Route specific mTLS authentication

1. Caddy version (caddy version):

2.4.0-alpine

2. How I run Caddy:

Docker

d. My complete Caddyfile or JSON config:

{
  email ...
}

(mTLS) {
    tls {
        client_auth {
            mode require_and_verify
            trusted_ca_cert_file /certs/server.cer
        }
    }
}

https://our.organization.fi {
  handle / {
    file_server
  }

  handle  {
    reverse_proxy {
      to https://shibboleth
      transport http {
        tls_insecure_skip_verify
      }
    }
  }
}

https://our.organization.fi/service-1/* {
  import mTLS
  
  handle {
    reverse_proxy service-1-container:8080
  }
}

3. The problem I’m having:

Is it possible to have route specific mTLS authentication? For example route service-1/* would need a client certificate but route api/* would not.
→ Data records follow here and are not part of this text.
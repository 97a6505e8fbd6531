pub mod config_providers;
pub mod http_client;
pub mod load_balancer;
pub mod middleware;

/// Re-export commonly used types from adapters
pub use config_providers::FileConfigProvider;
pub use http_client::{HttpTransport, HttpTransportFactory};
pub use middleware::MiddlewareRegistry;
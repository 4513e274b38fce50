//! Error types raised while cloning, attaching, or ticking tasks.

use thiserror::Error;

use crate::TaskId;

/// Errors surfaced by task composition and subtree inclusion.
///
/// None of these are recovered inside the crate: a failed clone yields no
/// tree and a failed attach or tick aborts the current pass.
#[derive(Debug, Clone, PartialEq, Eq, Error)]
pub enum TaskError {
    /// The operation is illegal for this task in its current mode, e.g. an
    /// eager `Include` attached to a running parent.
    #[error("invalid operation on {task}: {reason}")]
    InvalidOperation {
        task: &'static str,
        reason: &'static str,
    },

    /// A task reached the plain field-copy step it must never go through.
    #[error("{task} cannot be copied: {reason}")]
    CloneError {
        task: &'static str,
        reason: &'static str,
    },

    /// The subtree resolver could not produce a tree for this reference.
    #[error("subtree reference {reference:?} could not be resolved")]
    UnresolvedReference { reference: String },

    #[error("{task} {id} is already controlled by {current}, cannot attach to {requested}")]
    AlreadyAttached {
        task: &'static str,
        id: TaskId,
        current: TaskId,
        requested: TaskId,
    },

    #[error("{task} accepts at most {max} child task(s)")]
    TooManyChildren { task: &'static str, max: usize },

    /// Inclusion nested deeper than the configured limit, usually an
    /// archetype that includes itself.
    #[error("inclusion of {reference:?} exceeded the maximum depth of {limit}")]
    IncludeDepthExceeded { reference: String, limit: usize },
}

impl TaskError {
    pub(crate) fn unresolved(reference: impl Into<String>) -> Self {
        TaskError::UnresolvedReference {
            reference: reference.into(),
        }
    }
}

pub type Result<T> = std::result::Result<T, TaskError>;
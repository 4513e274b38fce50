//! Subtree library configuration and loaders.
use std::env;

/// Configuration for a [`SubtreeLibrary`](crate::SubtreeLibrary).
#[derive(Clone, Debug, PartialEq, Eq)]
#[cfg_attr(feature = "serde", derive(serde::Deserialize))]
#[cfg_attr(feature = "serde", serde(default))]
pub struct LibraryConfig {
    /// How many eager inclusions may nest inside one resolution before it
    /// is rejected. Guards archetypes that (indirectly) include themselves.
    pub max_include_depth: usize,
}

impl LibraryConfig {
    pub const DEFAULT_MAX_INCLUDE_DEPTH: usize = 32;

    pub const fn new(max_include_depth: usize) -> Self {
        Self { max_include_depth }
    }

    /// Construct configuration from process environment variables.
    ///
    /// Environment variables:
    /// - `BT_MAX_INCLUDE_DEPTH` - Maximum eager inclusion depth (default: 32)
    pub fn from_env() -> Self {
        Self::from_vars(|key| env::var(key).ok())
    }

    fn from_vars(lookup: impl Fn(&str) -> Option<String>) -> Self {
        let mut config = Self::default();

        if let Some(depth) = read_var::<usize>(&lookup, "BT_MAX_INCLUDE_DEPTH") {
            config.max_include_depth = depth;
        }

        config
    }

    /// Load configuration from a TOML file.
    ///
    /// Missing keys fall back to their defaults.
    #[cfg(feature = "loaders")]
    pub fn load(path: &std::path::Path) -> anyhow::Result<Self> {
        let content = std::fs::read_to_string(path)
            .map_err(|e| anyhow::anyhow!("Failed to read file {}: {}", path.display(), e))?;
        let config: LibraryConfig = toml::from_str(&content)
            .map_err(|e| anyhow::anyhow!("Failed to parse library config TOML: {}", e))?;

        Ok(config)
    }
}

impl Default for LibraryConfig {
    fn default() -> Self {
        Self::new(Self::DEFAULT_MAX_INCLUDE_DEPTH)
    }
}

fn read_var<T>(lookup: &impl Fn(&str) -> Option<String>, key: &str) -> Option<T>
where
    T: std::str::FromStr,
{
    lookup(key)?.parse().ok()
}
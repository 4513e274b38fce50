use std::sync::Arc;
use std::sync::atomic::{AtomicUsize, Ordering};

use bt_core::builder::{action, condition, include, lazy_include, selector, sequence};
use bt_core::{
    BehaviorTree, Include, LibraryConfig, Result, Status, SubtreeLibrary, SubtreeResolver, Task,
    TaskCore, TaskError, TaskMetadata, walk,
};

/// Blackboard recording what the tree did this run.
type Log = Vec<u32>;

static TALLY_METADATA: TaskMetadata = TaskMetadata::leaf(&["ticks"]);

/// Leaf with per-instance mutable state: counts its own ticks.
struct Tally {
    core: TaskCore,
    ticks: u32,
}

impl Tally {
    fn boxed() -> Box<dyn Task<Log>> {
        Box::new(Self {
            core: TaskCore::new(),
            ticks: 0,
        })
    }
}

impl Task<Log> for Tally {
    fn name(&self) -> &'static str {
        "Tally"
    }

    fn metadata(&self) -> &'static TaskMetadata {
        &TALLY_METADATA
    }

    fn core(&self) -> &TaskCore {
        &self.core
    }

    fn core_mut(&mut self) -> &mut TaskCore {
        &mut self.core
    }

    fn children(&self) -> &[Box<dyn Task<Log>>] {
        &[]
    }

    fn add_child(&mut self, _child: Box<dyn Task<Log>>) -> Result<()> {
        Err(TaskError::TooManyChildren {
            task: "Tally",
            max: 0,
        })
    }

    fn copy_fields(&self) -> Result<Box<dyn Task<Log>>> {
        Ok(Box::new(Self {
            core: TaskCore::new(),
            ticks: self.ticks,
        }))
    }

    fn tick(&mut self, ctx: &mut Log, _resolver: &dyn SubtreeResolver<Log>) -> Result<Status> {
        self.ticks += 1;
        ctx.push(self.ticks);
        Ok(Status::Success)
    }
}

/// Library wrapper counting top-level resolver calls.
struct Counting {
    library: SubtreeLibrary<Log>,
    calls: AtomicUsize,
}

impl Counting {
    fn new() -> Arc<Self> {
        let mut library = SubtreeLibrary::new();
        library.register("enemy_spotted", sequence(vec![Tally::boxed()]));
        Arc::new(Self {
            library,
            calls: AtomicUsize::new(0),
        })
    }

    fn calls(&self) -> usize {
        self.calls.load(Ordering::SeqCst)
    }
}

impl SubtreeResolver<Log> for Counting {
    fn create_root_task(&self, reference: &str) -> Result<Box<dyn Task<Log>>> {
        self.calls.fetch_add(1, Ordering::SeqCst);
        self.library.create_root_task(reference)
    }
}

fn names(root: &dyn Task<Log>) -> Vec<&'static str> {
    let mut names = Vec::new();
    walk(root, &mut |task, _| names.push(task.name()));
    names
}

#[test]
fn eager_include_is_replaced_on_every_clone() {
    let resolver = Counting::new();
    let template: Box<dyn Task<Log>> = selector(vec![
        condition(|log: &Log| log.len() > 10),
        include("enemy_spotted"),
    ]);

    let first = BehaviorTree::instantiate(template.as_ref(), resolver.clone()).unwrap();
    let second = BehaviorTree::instantiate(template.as_ref(), resolver.clone()).unwrap();

    assert!(!names(first.root()).contains(&"Include"));
    assert_eq!(
        names(first.root()),
        vec!["Selector", "Condition", "Sequence", "Tally"]
    );
    assert_ne!(
        first.root().children()[1].id(),
        second.root().children()[1].id()
    );
    assert_eq!(resolver.calls(), 2);
}

#[test]
fn eager_grafted_tree_runs() {
    let resolver = Counting::new();
    let template: Box<dyn Task<Log>> = sequence(vec![include("enemy_spotted")]);

    let mut tree = BehaviorTree::instantiate(template.as_ref(), resolver).unwrap();
    let mut log = Log::new();
    assert_eq!(tree.step(&mut log).unwrap(), Status::Success);
    assert_eq!(log, vec![1]);
}

#[test]
fn lazy_include_resolves_on_first_step_only() {
    let resolver = Counting::new();
    let template: Box<dyn Task<Log>> =
        sequence(vec![Box::new(Include::with_mode("enemy_spotted", true))]);

    let mut tree = BehaviorTree::instantiate(template.as_ref(), resolver.clone()).unwrap();
    let include = &tree.root().children()[0];
    assert_eq!(include.name(), "Include");
    assert_eq!(include.child_count(), 0);
    assert_eq!(resolver.calls(), 0);

    let mut log = Log::new();
    tree.step(&mut log).unwrap();
    assert_eq!(resolver.calls(), 1);
    assert_eq!(tree.root().children()[0].child_count(), 1);

    tree.step(&mut log).unwrap();
    assert_eq!(resolver.calls(), 1);
    assert_eq!(log, vec![1, 2]);
}

#[test]
fn lazy_include_in_untaken_branch_never_resolves() {
    let resolver = Counting::new();
    let template: Box<dyn Task<Log>> = selector(vec![
        action(|_: &mut Log| Status::Success),
        lazy_include("enemy_spotted"),
    ]);

    let mut tree = BehaviorTree::instantiate(template.as_ref(), resolver.clone()).unwrap();
    tree.step(&mut Log::new()).unwrap();

    assert_eq!(resolver.calls(), 0);
    assert_eq!(tree.root().children()[1].child_count(), 0);
}

#[test]
fn clones_resolve_independent_lazy_subtrees() {
    let resolver = Counting::new();
    let template: Box<dyn Task<Log>> = sequence(vec![lazy_include("enemy_spotted")]);

    let mut scout = BehaviorTree::instantiate(template.as_ref(), resolver.clone()).unwrap();
    let mut guard = BehaviorTree::instantiate(template.as_ref(), resolver.clone()).unwrap();

    let mut scout_log = Log::new();
    let mut guard_log = Log::new();
    for _ in 0..3 {
        scout.step(&mut scout_log).unwrap();
    }
    guard.step(&mut guard_log).unwrap();

    assert_eq!(scout_log, vec![1, 2, 3]);
    assert_eq!(guard_log, vec![1]);
    assert_eq!(resolver.calls(), 2);

    let scout_subtree = scout.root().children()[0].children()[0].id();
    let guard_subtree = guard.root().children()[0].children()[0].id();
    assert_ne!(scout_subtree, guard_subtree);
}

#[test]
fn cloning_a_running_tree_starts_lazy_includes_fresh() {
    let resolver = Counting::new();
    let template: Box<dyn Task<Log>> = sequence(vec![lazy_include("enemy_spotted")]);

    let mut original = BehaviorTree::instantiate(template.as_ref(), resolver.clone()).unwrap();
    original.step(&mut Log::new()).unwrap();

    let mut copy = original.try_clone().unwrap();
    assert_eq!(copy.root().children()[0].child_count(), 0);

    let mut log = Log::new();
    copy.step(&mut log).unwrap();
    assert_eq!(log, vec![1]);
    assert_eq!(resolver.calls(), 2);
}

#[test]
fn clones_can_run_on_separate_threads() {
    let resolver = Counting::new();
    let template: Box<dyn Task<Log>> = sequence(vec![lazy_include("enemy_spotted")]);

    let trees: Vec<_> = (0..4)
        .map(|_| BehaviorTree::instantiate(template.as_ref(), resolver.clone()).unwrap())
        .collect();

    let logs: Vec<Log> = std::thread::scope(|scope| {
        let handles: Vec<_> = trees
            .into_iter()
            .map(|mut tree| {
                scope.spawn(move || {
                    let mut log = Log::new();
                    tree.step(&mut log).unwrap();
                    tree.step(&mut log).unwrap();
                    log
                })
            })
            .collect();
        handles.into_iter().map(|h| h.join().unwrap()).collect()
    });

    assert!(logs.iter().all(|log| log == &vec![1, 2]));
    assert_eq!(resolver.calls(), 4);
}

#[test]
fn eager_include_without_reference_is_unresolved() {
    let resolver = Counting::new();
    let template: Box<dyn Task<Log>> = sequence(vec![Box::new(Include::new())]);

    let err = BehaviorTree::instantiate(template.as_ref(), resolver.clone())
        .err()
        .unwrap();
    assert_eq!(
        err,
        TaskError::UnresolvedReference {
            reference: String::new()
        }
    );
    assert_eq!(resolver.calls(), 0);
}

#[test]
fn lazy_include_with_unknown_reference_fails_on_step() {
    let resolver = Counting::new();
    let template: Box<dyn Task<Log>> = sequence(vec![lazy_include("ambush")]);

    let mut tree = BehaviorTree::instantiate(template.as_ref(), resolver).unwrap();
    let err = tree.step(&mut Log::new()).unwrap_err();
    assert_eq!(
        err,
        TaskError::UnresolvedReference {
            reference: "ambush".to_string()
        }
    );
}

#[test]
fn eager_include_in_uncloned_tree_cannot_run() {
    let resolver = Counting::new();
    let mut tree =
        BehaviorTree::<Log>::new(sequence(vec![include("enemy_spotted")]), resolver.clone());

    let err = tree.step(&mut Log::new()).unwrap_err();
    assert!(matches!(
        err,
        TaskError::InvalidOperation {
            task: "Include",
            ..
        }
    ));
    assert_eq!(resolver.calls(), 0);
}

#[test]
fn eager_include_rejects_attach_and_copy_every_time() {
    let resolver = Counting::new();
    let mut eager = Include::<Log>::with_subtree("enemy_spotted");
    let parent = TaskCore::new();

    for _ in 0..2 {
        let err = eager.set_control(parent.id(), resolver.as_ref()).unwrap_err();
        assert!(matches!(err, TaskError::InvalidOperation { .. }));
        let err = eager.copy_fields().err().unwrap();
        assert!(matches!(err, TaskError::CloneError { .. }));
    }
    assert_eq!(resolver.calls(), 0);
}

#[test]
fn eager_include_never_gains_a_parent() {
    let resolver = Counting::new();
    let parent = TaskCore::new();

    let mut direct = Include::<Log>::with_subtree("enemy_spotted");
    assert!(direct.set_control(parent.id(), resolver.as_ref()).is_err());
    assert_eq!(direct.control(), None);

    let eager: Box<dyn Task<Log>> = Box::new(Include::with_subtree("enemy_spotted"));
    let mut as_root = BehaviorTree::<Log>::new(eager, resolver.clone());
    assert!(as_root.step(&mut Log::new()).is_err());
    assert_eq!(as_root.root().control(), None);

    let mut as_child =
        BehaviorTree::<Log>::new(sequence(vec![include("enemy_spotted")]), resolver.clone());
    assert!(as_child.step(&mut Log::new()).is_err());
    assert_eq!(as_child.root().children()[0].control(), None);

    assert_eq!(resolver.calls(), 0);
}

#[test]
fn lazy_self_reference_in_library_is_bounded() {
    let mut library = SubtreeLibrary::with_config(LibraryConfig::new(8));
    library.register("patrol", sequence(vec![Tally::boxed(), lazy_include("patrol")]));
    let library = Arc::new(library);

    let mut tree = library.create_tree("patrol").unwrap();
    let mut log = Log::new();
    let err = tree.step(&mut log).unwrap_err();

    assert_eq!(
        err,
        TaskError::IncludeDepthExceeded {
            reference: "patrol".to_string(),
            limit: 8
        }
    );
    assert_eq!(log.len(), 10);
}

#[test]
fn shared_library_serves_many_trees() {
    let mut library = SubtreeLibrary::new();
    library.register("enemy_spotted", sequence(vec![Tally::boxed()]));
    library.register(
        "guard",
        selector(vec![
            condition(|log: &Log| log.len() >= 2),
            include("enemy_spotted"),
        ]),
    );
    let library = Arc::new(library);

    let mut first = library.create_tree("guard").unwrap();
    let mut second = library.create_tree("guard").unwrap();

    let mut log = Log::new();
    first.step(&mut log).unwrap();
    first.step(&mut log).unwrap();
    first.step(&mut log).unwrap();
    assert_eq!(log, vec![1, 2]);

    let mut other = Log::new();
    second.step(&mut other).unwrap();
    assert_eq!(other, vec![1]);
}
4. Error messages and/or full log output:

5. What I already tried:

To define new site block with https://our.organization.fi/service-1* requiring mTLS for all routes inside that block. Instead requiring certificate for routes service-1/* Caddy requires now certificate for all routes defined in any site block.

6. Links to relevant resources:

Unfortunately, that’s not possible right now, because the TLS auth is performed when the TLS handshake happens, which is before Caddy has decrypted the bytes and can look at the HTTP request.

Any thoughts @matt ?

You’d have to at least request a client cert at the TLS handshake, then enforce the certificate later in your HTTP routes.

Since not all TLS connections require a client cert in your case, you’d want to set a looser mode of client auth such as request or verify_if_given instead of require_and_verify.

Then you’d probably want to use the {http.request.tls.client.*} placeholders here:

along with a matcher, maybe the expression matcher, to enforce the client cert at the HTTP routing layer.

If this works, is common enough, and cumbersome at the same time, maybe a first-class matcher for TLS connections is warranted.

1 Like

Thanks @matt for the clarification! It sounds indeed a bit cumbersome to configure. Probably we will also look into alternative ways to verify that the sender is whom it says it is, e.g. with private key signed JWT tokens.

Just a silly question, is it possible to include the client certificates when reverse proxying the request? By this, the certificate could be verified in the service behind Caddy.

Yes, you can pass it through as a request header with header_up and using one of those request placeholders.

You may need to wait for the next release or build from source if you take this approach though, since a new header-safe placeholder was just recently added to the codebase:

Thanks @francislavoie, this is probably then the way to go for us!